**PROBLEM STATEMENT:**
Filter the entries for lines with the word "Serialize".

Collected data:
>>>>

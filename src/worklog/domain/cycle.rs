//! Reporting cycle kinds, states and the daily threshold gate.

use super::{Hours, TableKind};
use serde::{Deserialize, Serialize};
use std::fmt;

/// A scheduled reporting cycle.
#[derive(Debug, Clone, Copy, PartialEq, Eq, Hash, Serialize, Deserialize)]
#[serde(rename_all = "snake_case")]
pub enum ReportCycle {
    /// End-of-day report over the daily table.
    Daily,
    /// End-of-week report over the weekly table.
    Weekly,
}

impl ReportCycle {
    /// Returns the canonical representation.
    #[must_use]
    pub const fn as_str(self) -> &'static str {
        match self {
            Self::Daily => "daily",
            Self::Weekly => "weekly",
        }
    }

    /// Returns where this cycle's rows come from and where they go.
    #[must_use]
    pub fn rollover_plan(self) -> RolloverPlan {
        match self {
            Self::Daily => RolloverPlan {
                source: TableKind::Daily,
                destinations: vec![TableKind::Weekly, TableKind::Archive],
            },
            Self::Weekly => RolloverPlan {
                source: TableKind::Weekly,
                destinations: vec![TableKind::Archive],
            },
        }
    }
}

impl fmt::Display for ReportCycle {
    fn fmt(&self, f: &mut fmt::Formatter<'_>) -> fmt::Result {
        f.write_str(self.as_str())
    }
}

/// Source and destination tables of one rollover.
#[derive(Debug, Clone, PartialEq, Eq)]
pub struct RolloverPlan {
    /// Table whose rows are copied and then cleared.
    pub source: TableKind,
    /// Tables receiving a copy of every source row, in append order.
    pub destinations: Vec<TableKind>,
}

impl RolloverPlan {
    /// Returns every table the rollover touches, in lock acquisition order.
    #[must_use]
    pub fn tables(&self) -> Vec<TableKind> {
        let mut tables: Vec<TableKind> = self.destinations.clone();
        tables.push(self.source);
        tables.sort_unstable();
        tables.dedup();
        tables
    }
}

/// States a reporting cycle passes through.
#[derive(Debug, Clone, Copy, PartialEq, Eq, Hash, Serialize, Deserialize)]
#[serde(rename_all = "snake_case")]
pub enum CycleState {
    /// Rows are accumulating through the aggregator.
    Pending,
    /// The snapshot is being grouped and checked against the threshold.
    Evaluating,
    /// A report was produced for the mailer.
    Reported,
    /// The report was suppressed.
    Skipped,
    /// Rows were copied downstream and the source cleared.
    RolledOver,
}

impl CycleState {
    /// Returns the canonical representation.
    #[must_use]
    pub const fn as_str(self) -> &'static str {
        match self {
            Self::Pending => "pending",
            Self::Evaluating => "evaluating",
            Self::Reported => "reported",
            Self::Skipped => "skipped",
            Self::RolledOver => "rolled_over",
        }
    }
}

/// What happened to a cycle's report.
#[derive(Debug, Clone, PartialEq, Eq, Serialize, Deserialize)]
#[serde(tag = "outcome", rename_all = "snake_case")]
pub enum DeliveryOutcome {
    /// The source table was empty; nothing was reported or rolled over.
    NothingToReport,
    /// The day did not reach the minimum hours; no report was sent.
    BelowThreshold {
        /// Hours recorded for the day.
        total: Hours,
        /// Configured minimum.
        threshold: Hours,
    },
    /// The report was delivered.
    Sent,
    /// Rendering or delivery failed; the rollover still ran.
    Failed {
        /// Failure description.
        reason: String,
    },
}

impl DeliveryOutcome {
    /// Returns the cycle state this outcome leads to.
    #[must_use]
    pub const fn state(&self) -> CycleState {
        match self {
            Self::Sent | Self::Failed { .. } => CycleState::Reported,
            Self::NothingToReport | Self::BelowThreshold { .. } => CycleState::Skipped,
        }
    }
}

/// Minimum-hours gate applied to the daily cycle.
#[derive(Debug, Clone, Copy, PartialEq, Eq)]
pub struct ThresholdGate {
    min_daily_hours: Hours,
}

impl ThresholdGate {
    /// Default minimum hours for a daily report.
    pub const DEFAULT_MIN_DAILY_HOURS: Hours = Hours::from_whole(6);

    /// Creates a gate with the given daily minimum.
    #[must_use]
    pub const fn new(min_daily_hours: Hours) -> Self {
        Self { min_daily_hours }
    }

    /// Returns the daily minimum.
    #[must_use]
    pub const fn min_daily_hours(&self) -> Hours {
        self.min_daily_hours
    }

    /// Returns `true` when a report for `total` hours should be sent.
    ///
    /// The weekly cycle is never gated.
    #[must_use]
    pub fn admits(&self, cycle: ReportCycle, total: Hours) -> bool {
        match cycle {
            ReportCycle::Daily => total >= self.min_daily_hours,
            ReportCycle::Weekly => true,
        }
    }
}

impl Default for ThresholdGate {
    fn default() -> Self {
        Self::new(Self::DEFAULT_MIN_DAILY_HOURS)
    }
}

<<<<

**ANSWER BELOW:**
use serde::{Deserialize, Serialize};
#[derive(Debug, Clone, Copy, PartialEq, Eq, Hash, Serialize, Deserialize)]
#[derive(Debug, Clone, Copy, PartialEq, Eq, Hash, Serialize, Deserialize)]
#[derive(Debug, Clone, PartialEq, Eq, Serialize, Deserialize)]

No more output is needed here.